Enterprise system administrators are well aware of what happens if a network operator mistakenly declares themselves to be the best route for their network: traffic black-holes and they are cut off from the Internet until the situation is resolved. .
This is because the Border Gateway Protocol (BGP), one of the foundation protocols of the Internet, was designed in an era when networks assumed that other networks could be trusted.
Hence APNIC’s decision to implement Route Management Prevalidation (RMP), a way for bodies accepting and redistributing BGP announcements to alert the operator if something goes wrong.
As explained in APNIC’s blog post, “Users will receive a warning if they attempt to submit route management changes to MyAPNIC whereby any of their current BGP announcements will be considered ‘RPKI-invalid’.”
“Users can then make adjustments as needed and as a result avoid running into reusability issues and the like.”
By validating when ROA changes occur, it should be possible to reduce RPKI-invalid.
See what APNIC is doing to help this https://t.co/IFsDQs7xLx pic.twitter.com/7OPI0UI8Ko
— APNIC (@apnic) 11 April 2022
The author of that post, APNIC Product and Distribution Manager – Registry Products, talked to Tom Harrison. iTnews About how RMP will work when it is enabled.
When a network operator tries to make a route announcement, for example that they should receive traffic for 10.0.0.0/24 AS124 (the IP address blocks in this autonomous system number), “the system is basically going to have that rule.” will determine the effect,” he said.
Harrison said “if that role for AS124 would violate a rule for AS123”, the network operator would be warned before proceeding.
It’s as simple as warning one operator, “This is going to invalidate someone else’s declaration. Do you want to move on?”, he explained.

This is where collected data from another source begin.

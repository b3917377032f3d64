use std::fs::ReadDir;
use std::path::{Path, PathBuf};

use thiserror::Error;
use tracing::{debug, warn};

use crate::constants::RESERVED_TMP_DIR;

#[derive(Debug, Error)]
pub enum DiscoveryError {
    #[error("cannot list projects root '{}': {source}", .path.display())]
    ReadRoot {
        path: PathBuf,
        #[source]
        source: std::io::Error,
    },
}

/// Lists project directories under a fixed root.
#[derive(Debug, Clone)]
pub struct ProjectDiscovery {
    root: PathBuf,
}

impl ProjectDiscovery {
    pub fn new(root: impl Into<PathBuf>) -> Self {
        Self { root: root.into() }
    }

    pub fn root(&self) -> &Path {
        &self.root
    }

    /// Starts a fresh listing of the root.
    ///
    /// Every call re-reads the filesystem, so two passes may disagree if directories
    /// were added or removed in between. Order follows the platform's directory listing.
    pub fn projects(&self) -> Result<Projects, DiscoveryError> {
        let entries = std::fs::read_dir(&self.root).map_err(|source| DiscoveryError::ReadRoot {
            path: self.root.clone(),
            source,
        })?;
        debug!("listing projects under {}", self.root.display());
        Ok(Projects { entries })
    }
}

/// Lazy sequence of project identifiers from one directory listing.
#[derive(Debug)]
pub struct Projects {
    entries: ReadDir,
}

impl Iterator for Projects {
    type Item = String;

    fn next(&mut self) -> Option<Self::Item> {
        for entry in self.entries.by_ref() {
            let entry = match entry {
                Ok(entry) => entry,
                Err(e) => {
                    warn!("skipping unreadable directory entry: {}", e);
                    continue;
                }
            };

            // Follows symlinks, so a linked project directory still counts.
            let path = entry.path();
            if !path.is_dir() {
                continue;
            }

            let name = match entry.file_name().into_string() {
                Ok(name) => name,
                Err(raw) => {
                    warn!("skipping directory with non-UTF-8 name: {:?}", raw);
                    continue;
                }
            };

            if name == RESERVED_TMP_DIR {
                continue;
            }

            return Some(name);
        }
        None
    }
}
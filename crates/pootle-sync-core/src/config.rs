use std::path::PathBuf;

use anyhow::{Context, Result};
use serde::Deserialize;

use crate::constants::{DEFAULT_PROJECTS_ROOT, DEFAULT_TOOL_PROGRAM};

#[derive(Debug, Clone, Default, Deserialize)]
pub struct SyncConfig {
    #[serde(default)]
    pub projects: ProjectsConfig,
    #[serde(default)]
    pub tool: ToolConfig,
}

impl SyncConfig {
    pub fn load_from_file(path: &str) -> Result<Self> {
        let text = std::fs::read_to_string(path)
            .with_context(|| format!("failed to read config file: {path}"))?;
        let cfg = toml::from_str::<Self>(&text)
            .with_context(|| format!("failed to parse TOML config: {path}"))?;
        Ok(cfg)
    }
}

#[derive(Debug, Clone, Deserialize)]
pub struct ProjectsConfig {
    /// Directory listed for projects; also the parent of each project's FS storage.
    #[serde(default = "default_root")]
    pub root: PathBuf,
}

impl Default for ProjectsConfig {
    fn default() -> Self {
        Self {
            root: default_root(),
        }
    }
}

#[derive(Debug, Clone, Deserialize)]
pub struct ToolConfig {
    #[serde(default = "default_program")]
    pub program: String,
}

impl Default for ToolConfig {
    fn default() -> Self {
        Self {
            program: default_program(),
        }
    }
}

fn default_root() -> PathBuf {
    PathBuf::from(DEFAULT_PROJECTS_ROOT)
}

fn default_program() -> String {
    DEFAULT_TOOL_PROGRAM.to_string()
}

For something as important as keeping the Internet’s routing infrastructure stable, it would at first glance seem like the wrong thing to do to leave the operator able to override the prevalidation system.
Not so, Harrison explained.
Route verification has not yet been widely deployed – RIPE (Registry for Europe, the Middle East, and some Central Asia) is the only other organization running it, as far as Harrison knows.
So there are large parts of the Internet where bad route announcements can still be used for network disruption or espionage (for example, researchers accused China of systematic network hijacking in 2018).
Harrison said a network operator should be able to override the route verification warning, in order to be able to reverse accidental or intentional hijackings.
The route verification process was first described in 2012 in Internet RFC 6483.
It has since been included in the cooperative effort of international network operators, a set of agreements to adopt Mutually Agreed Norms for Routing Security (MANRS), practices that prevent instability in the BGP system.